Ailsa’s first three holes aren’t much to look at: sand and bunkers at the greens and not much elevation change. But the next eight holes are among the most challenging – and rewarding – in all of golf. They wrap along the coastline like a string of pearls, running up and down, sawing left and right so that you hit your drive with or against a crosswind on alternating tee shots. On No. 9, you must force yourself to hit your drive from the championship tee, a mere plug of grass set atop a narrow cliff on the edge of the sea. The prevailing winds usually help you carry the 200-yard maw of sea and rock that separates you from the fairway, past the white-and-beige lighthouse and the castle detritus on your left.

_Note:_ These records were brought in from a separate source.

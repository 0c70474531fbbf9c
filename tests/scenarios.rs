// Integration tests only touch the simulation core.
#![allow(unused_crate_dependencies)]

use particle_field::error::Result;
use particle_field::{Attraction, FieldConfig, FieldState, Particle, ParticleSet, Pointer};

/// Two still particles 100px apart: linked under a 150px threshold, not under 50px.
#[test]
fn two_particles_link_only_under_threshold() {
	let set = ParticleSet::from_particles(vec![
		Particle::new(0.0, 0.0, 0.0, 0.0, 1.0),
		Particle::new(100.0, 0.0, 0.0, 0.0, 2.0),
	]);

	let mut marks = Vec::new();
	let mut edges = Vec::new();
	set.render(150.0, |x, y, r| marks.push((x, y, r)), |x1, y1, x2, y2| {
		edges.push([x1, y1, x2, y2])
	});
	assert_eq!(marks.len(), 2);
	assert_eq!(edges, vec![[0.0, 0.0, 100.0, 0.0]]);

	let mut marks = 0;
	let mut edges = 0;
	set.render(50.0, |_, _, _| marks += 1, |_, _, _, _| edges += 1);
	assert_eq!(marks, 2);
	assert_eq!(edges, 0);
}

/// A particle drifting left from x=5 in a 100-wide surface bounces once it passes x=0.
#[test]
fn left_drift_bounces_after_crossing_zero() {
	let mut set = ParticleSet::from_particles(vec![Particle::new(5.0, 50.0, -1.0, 0.0, 1.0)]);
	let attraction = Attraction::default();

	set.step(None, 100.0, 100.0, &attraction);
	let p = &set.as_slice()[0];
	assert_eq!((p.x, p.y), (4.0, 50.0));
	assert_eq!((p.vx, p.vy), (-1.0, 0.0));

	let mut flipped_at = None;
	for i in 1..=5 {
		set.step(None, 100.0, 100.0, &attraction);
		let p = &set.as_slice()[0];
		if p.vx > 0.0 && flipped_at.is_none() {
			flipped_at = Some(i);
			assert!(p.x < 0.0, "flip detected at x = {}", p.x);
		}
	}
	let p = &set.as_slice()[0];
	assert_eq!(flipped_at, Some(5));
	assert_eq!(p.x, -1.0);
	assert_eq!(p.vx, 1.0);

	set.step(None, 100.0, 100.0, &attraction);
	assert_eq!(set.as_slice()[0].x, 0.0);
}

/// Full host-style loop: build from config, tick with a pointer, resize, keep ticking.
#[test]
fn field_survives_resize_mid_animation() -> Result<()> {
	let config = FieldConfig::from_json(r#"{ "particle_count": 80, "seed": 99 }"#)?;
	let seed = config.seed.unwrap_or_default();
	let mut state = FieldState::new(config, 1280.0, 720.0, seed)?;

	state.set_pointer(Some(Pointer::new(640.0, 360.0)));
	for _ in 0..120 {
		state.tick();
	}
	state.resize(400.0, 300.0)?;
	state.set_pointer(None);
	for _ in 0..120 {
		state.tick();
	}

	assert_eq!(state.frame, 240);
	assert_eq!(state.particles.len(), 80);
	let eps = 0.75 + 1e-9;
	for p in state.particles.iter() {
		assert!(p.x >= -eps && p.x <= 400.0 + eps);
		assert!(p.y >= -eps && p.y <= 300.0 + eps);
	}

	let links: Vec<_> = state
		.particles
		.connections(state.config.max_connect_distance)
		.collect();
	let ps = state.particles.as_slice();
	for (a, b) in links {
		assert!(a < b);
		assert!(ps[a].distance_to(&ps[b]) < state.config.max_connect_distance);
	}
	Ok(())
}
//! Particle simulation core: spawning, per-frame motion and proximity links.
//!
//! Everything here is pure Rust with no canvas state. The host drives it once
//! per animation frame with [`ParticleSet::step`] followed by
//! [`ParticleSet::render`], handing in the drawing callbacks.

use rand::Rng;

use super::types::{Attraction, Pointer, SpawnRanges};
use crate::error::{Error, Result};

/// A single drifting dot.
#[derive(Clone, Debug, PartialEq)]
pub struct Particle {
	/// Horizontal position in pixels.
	pub x: f64,
	/// Vertical position in pixels.
	pub y: f64,
	/// Horizontal velocity in pixels per frame.
	pub vx: f64,
	/// Vertical velocity in pixels per frame.
	pub vy: f64,
	/// Dot radius, fixed at creation.
	pub size: f64,
}

impl Particle {
	/// Particle at `(x, y)` moving with `(vx, vy)`.
	pub const fn new(x: f64, y: f64, vx: f64, vy: f64, size: f64) -> Self {
		Self { x, y, vx, vy, size }
	}

	/// Euclidean distance between the two centres.
	#[inline]
	pub fn distance_to(&self, other: &Particle) -> f64 {
		let (dx, dy) = (self.x - other.x, self.y - other.y);
		(dx * dx + dy * dy).sqrt()
	}

	/// Integrate one frame and bounce off the surface edges.
	///
	/// Only the velocity sign flips; the position is left where it landed, so a
	/// particle can sit outside the surface for a frame before coming back.
	fn advance(&mut self, width: f64, height: f64) {
		self.x += self.vx;
		self.y += self.vy;

		if self.x > width || self.x < 0.0 {
			self.vx = -self.vx;
		}
		if self.y > height || self.y < 0.0 {
			self.vy = -self.vy;
		}
	}

	fn attract(&mut self, pointer: Pointer, attraction: &Attraction) {
		let (dx, dy) = (pointer.x - self.x, pointer.y - self.y);
		if (dx * dx + dy * dy).sqrt() < attraction.radius {
			self.x += dx * attraction.gain;
			self.y += dy * attraction.gain;
		}
	}
}

/// The fixed-size batch of particles owned by a field.
///
/// Built wholesale by [`ParticleSet::initialize`] and replaced wholesale when
/// the surface changes size; individual particles are never added or removed.
#[derive(Clone, Debug, Default)]
pub struct ParticleSet {
	particles: Vec<Particle>,
}

impl ParticleSet {
	/// Spawn `count` particles spread uniformly over `[0, width) × [0, height)`.
	///
	/// Sizes and velocity components are drawn from `ranges`. The result depends
	/// only on the state of `rng`, so a seeded generator reproduces the set.
	///
	/// Errors:
	/// - `Error::InvalidParam` if either dimension is non-finite or not > 0, or
	///   if `ranges` fails validation.
	pub fn initialize<R: Rng>(
		count: usize,
		width: f64,
		height: f64,
		ranges: &SpawnRanges,
		rng: &mut R,
	) -> Result<Self> {
		check_dimension("width", width)?;
		check_dimension("height", height)?;
		ranges.validate()?;

		let (size_min, size_max) = ranges.size;
		let (speed_min, speed_max) = ranges.speed;
		let particles = (0..count)
			.map(|_| Particle {
				x: rng.random_range(0.0..width),
				y: rng.random_range(0.0..height),
				size: rng.random_range(size_min..size_max),
				vx: rng.random_range(speed_min..speed_max),
				vy: rng.random_range(speed_min..speed_max),
			})
			.collect();

		Ok(Self { particles })
	}

	/// Wrap an explicit list of particles, e.g. a hand-built scene.
	pub fn from_particles(particles: Vec<Particle>) -> Self {
		Self { particles }
	}

	/// Number of particles.
	pub fn len(&self) -> usize {
		self.particles.len()
	}

	/// True for a set spawned with a count of zero.
	pub fn is_empty(&self) -> bool {
		self.particles.is_empty()
	}

	/// Particles in spawn order.
	pub fn iter(&self) -> impl Iterator<Item = &Particle> {
		self.particles.iter()
	}

	/// Particles in spawn order; indices match [`ParticleSet::connections`].
	pub fn as_slice(&self) -> &[Particle] {
		&self.particles
	}

	/// Advance every particle by one frame.
	///
	/// Each particle moves by its velocity, reflects off the surface edges, and
	/// is then pulled toward `pointer` when strictly inside the attraction radius.
	pub fn step(
		&mut self,
		pointer: Option<Pointer>,
		width: f64,
		height: f64,
		attraction: &Attraction,
	) {
		for p in &mut self.particles {
			p.advance(width, height);
			if let Some(pointer) = pointer {
				p.attract(pointer, attraction);
			}
		}
	}

	/// Index pairs `(a, b)` with `a < b` whose distance is strictly below `max_distance`.
	///
	/// Full pairwise scan, O(n²). Fine for the hundred-or-so particles a page
	/// background uses; a spatial grid would be needed for much larger sets.
	pub fn connections(&self, max_distance: f64) -> impl Iterator<Item = (usize, usize)> + '_ {
		let ps = &self.particles;
		(0..ps.len()).flat_map(move |a| {
			((a + 1)..ps.len())
				.filter(move |&b| ps[a].distance_to(&ps[b]) < max_distance)
				.map(move |b| (a, b))
		})
	}

	/// Emit one `draw_particle(x, y, size)` per particle, then one
	/// `draw_edge(x1, y1, x2, y2)` per connected pair.
	pub fn render<P, E>(&self, max_connect_distance: f64, mut draw_particle: P, mut draw_edge: E)
	where
		P: FnMut(f64, f64, f64),
		E: FnMut(f64, f64, f64, f64),
	{
		for p in &self.particles {
			draw_particle(p.x, p.y, p.size);
		}
		for (a, b) in self.connections(max_connect_distance) {
			let (pa, pb) = (&self.particles[a], &self.particles[b]);
			draw_edge(pa.x, pa.y, pb.x, pb.y);
		}
	}
}

fn check_dimension(name: &str, value: f64) -> Result<()> {
	if !value.is_finite() || value <= 0.0 {
		return Err(Error::InvalidParam(format!(
			"{name} must be finite and > 0, got {value}"
		)));
	}
	Ok(())
}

As Ailsa heads inland with No. 12, you’ll be tempted to spend the rest of the round comparing the last eight holes with Pebble Beach, but one of the remaining seven holes is among the world’s best. Tom Watson, trailing Jack Nicklaus by a single stroke in their 1977 Sunday Open battle, turned the tables at the 16th, a diabolical 377-yard struggle to a tricky green. Near the green, the fairway plunges wildly, funneling into a narrow stream that guards the steep slope of an elevated green. (Watson holed a tricky 60-foot putt from a spot off the green.)
If you want to play the Ailsa or stay at Turnberry prior to the Open, you’re out of luck: Last month, Starwood Hotels and Resorts Worldwide sold Turnberry to Leisurecorp, the Dubai company that has become a major sponsor of the European PGA Tour. Leisurecorp immediately closed both the golf courses and the 101-year-old hotel, which will be fully renovated, and will reopen the resort next July, when the Open returns.
“When the eyes of the world fall upon Turnberry next summer at the 138th Open, we are determined that the venue will stand tall with pride, taking its rightful place as one of the top golf courses in the world,” said Leisurecorp’s CEO, Alan Rogers.
My ready answer to the question “What’s your favorite golf course in Scotland?” has long been the Ailsa. I’m hoping its new owners feel the same way.